Anomaly detection for vision datasets is way more nuanced than many other modalities I believe. For text-based problems, it’s easier to compute the descriptive statistics and compare examples against those but just getting the mean and std of a couple million images can be an expensive operation (given we operating on high-res images like 224x224x3).

Another post-training technique to discard some of the anomalies inside the training set is to plot the samples that cause a model to incur high loss values. Here’s a PoC of this technique. I learned this at one of the fast.ai classes.

Computing the distribution overlap is also not very straightforward for large vision datasets. In my experience, simple recipes like computing histogram frequencies often fail to capture the important trends.

One cheap but often effective technique I have seen on Kaggle (for tabular datasets in most of the cases) is to train a simple model to classify whether a given data point is from the training distribution. How this works in practice? We take the entries of the training set, discard their labels, and indicate 1s as their new labels to all the training data points. This is the training data for the simple model now. We take the trained model to infer on the validation and test sets to investigate the overlap.

All of this probably calls for a well-structured paper

For feature engineering, I think for most DL-related vision workflows users would want to have their own data augmentation pipelines incorporated.

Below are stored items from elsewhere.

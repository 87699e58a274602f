//! Geometry and encoding core for reading a chess position off a board photo.
//!
//! This crate is purely geometric and does not depend on any image library.
//! Given a board boundary and a list of piece detections it provides:
//!
//! - canonical corner ordering ([`SumDiffOrdering`] behind [`CornerOrdering`]),
//! - the rectifying homography and an RGB perspective warp,
//! - the centered 8×8 [`SquareGrid`] and detection → square assignment,
//! - FEN board-field encoding ([`encode_board`]) and parsing.
//!
//! ```
//! use chessfen_core::{assign_pieces, encode_board, BoundingBox, Detection, Piece, SquareGrid};
//!
//! let grid = SquareGrid::centered(600, 600, 65);
//! let e4 = grid.cell_center("e4".parse().unwrap());
//! let pawn = Piece::from_symbol('P').unwrap();
//! let dets = [Detection::new(BoundingBox::centered_at(e4, 40.0, 60.0), pawn, 0.9)];
//!
//! let assignment = assign_pieces(&dets, &grid, 0.5);
//! assert_eq!(encode_board(&assignment.placement).as_str(), "8/8/8/8/4P3/8/8/8");
//! ```

mod assign;
mod corners;
mod detection;
mod fen;
mod grid;
mod homography;
mod image;
mod logger;
mod piece;
mod placement;
mod square;

pub use assign::{assign_pieces, Assignment, DEFAULT_CONFIDENCE_THRESHOLD};
pub use corners::{polygon_area, CanonicalCorners, CornerOrdering, Quad, SumDiffOrdering};
pub use detection::{BoundingBox, Detection};
pub use fen::{encode_board, Fen, FenBoard, FenParseError, PlaceholderState, STARTING_BOARD};
pub use grid::{grid_origin, GridOrigin, SquareGrid};
pub use homography::{board_homography, homography_from_4pt, warp_perspective_rgb, Homography};
pub use image::{sample_bilinear_rgb, RgbImage, RgbImageView};
pub use piece::{Color, InvalidPieceSymbol, Piece, PieceKind, DETECTOR_CLASS_ORDER};
pub use placement::{PiecePlacement, PlacedPiece};
pub use square::{InvalidSquareName, Square, BOARD_SIDE};

#[cfg(feature = "tracing")]
pub use logger::init_tracing;

pub use logger::{init_with_level, level_from_verbosity};
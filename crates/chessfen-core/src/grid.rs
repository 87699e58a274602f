//! Placement of the 8×8 square grid inside the rectified board image.

use crate::square::{Square, BOARD_SIDE};
use nalgebra::Point2;
use serde::{Deserialize, Serialize};

/// Pixel offset of the top-left corner of the 8×8 grid.
#[derive(Clone, Copy, Debug, PartialEq, Eq, Serialize, Deserialize)]
pub struct GridOrigin {
    pub start_x: i32,
    pub start_y: i32,
}

/// Center a grid of `8 × square_size` pixels inside a `width × height` image.
///
/// Uses floor division, so an image smaller than the grid yields a negative origin.
pub fn grid_origin(width: usize, height: usize, square_size: u32) -> GridOrigin {
    let extent = BOARD_SIDE as i64 * square_size as i64;
    GridOrigin {
        start_x: (width as i64 - extent).div_euclid(2) as i32,
        start_y: (height as i64 - extent).div_euclid(2) as i32,
    }
}

/// An 8×8 grid of square cells anchored at [`GridOrigin`].
#[derive(Clone, Copy, Debug, PartialEq, Eq, Serialize, Deserialize)]
pub struct SquareGrid {
    pub origin: GridOrigin,
    pub square_size: u32,
}

impl SquareGrid {
    /// Grid centered in a `width × height` image.
    pub fn centered(width: usize, height: usize, square_size: u32) -> Self {
        Self {
            origin: grid_origin(width, height, square_size),
            square_size,
        }
    }

    /// Square containing pixel `p`; points off the grid clamp to the nearest edge square.
    pub fn square_at(&self, p: Point2<f32>) -> Square {
        let s = self.square_size.max(1) as f32;
        let row = ((p.y - self.origin.start_y as f32) / s).floor();
        let col = ((p.x - self.origin.start_x as f32) / s).floor();
        Square::clamped(row as i64, col as i64)
    }

    /// Integer variant of [`square_at`](Self::square_at), floor-dividing in pixels.
    pub fn square_at_pixel(&self, p: Point2<i64>) -> Square {
        let s = self.square_size.max(1) as i64;
        let row = (p.y - self.origin.start_y as i64).div_euclid(s);
        let col = (p.x - self.origin.start_x as i64).div_euclid(s);
        Square::clamped(row, col)
    }

    /// Pixel rectangle `[x0, y0, x1, y1)` covered by `sq`.
    pub fn cell_rect(&self, sq: Square) -> [i32; 4] {
        let s = self.square_size as i32;
        let x0 = self.origin.start_x + sq.col() as i32 * s;
        let y0 = self.origin.start_y + sq.row() as i32 * s;
        [x0, y0, x0 + s, y0 + s]
    }

    /// Center pixel of `sq`.
    pub fn cell_center(&self, sq: Square) -> Point2<f32> {
        let [x0, y0, x1, y1] = self.cell_rect(sq);
        Point2::new((x0 + x1) as f32 * 0.5, (y0 + y1) as f32 * 0.5)
    }
}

Bhack · June 15, 2021, 10:22am

I think that we have two related interesting points:

Automated or semiautomated Data clean up
Policy learning or any other learning task for automatic augmentation

Sayak_Paul · June 15, 2021, 10:37am

A very interesting study in the first link.

I would prefer RandAugment since it’s computationally cheaper and almost yield similar or better performances than AutoAugment.

Bhack · June 15, 2021, 11:19am

I would prefer RandAugment since it’s computationally cheaper and almost yield similar or better performances than AutoAugment.

There are other cheaper solutions like:

Sayak_Paul · June 15, 2021, 11:51am

Still would very much prefer RandAugment because of its simplicity and it performs generally well across a wide variety of tasks.

But it’s not even the point. For feature engineering, my point is the end user should be able to setup their own augmentation pipelines.

Robert_Crowe · August 12, 2021, 5:24pm

What I meant was that a bad image can have very little hue and value variance, which is the case if the lens cap is on, or I take a very out of focus image like when things are way too close, or an image with not nearly enough light, or an image of the sun, or an image of the inside of my pocket, etc.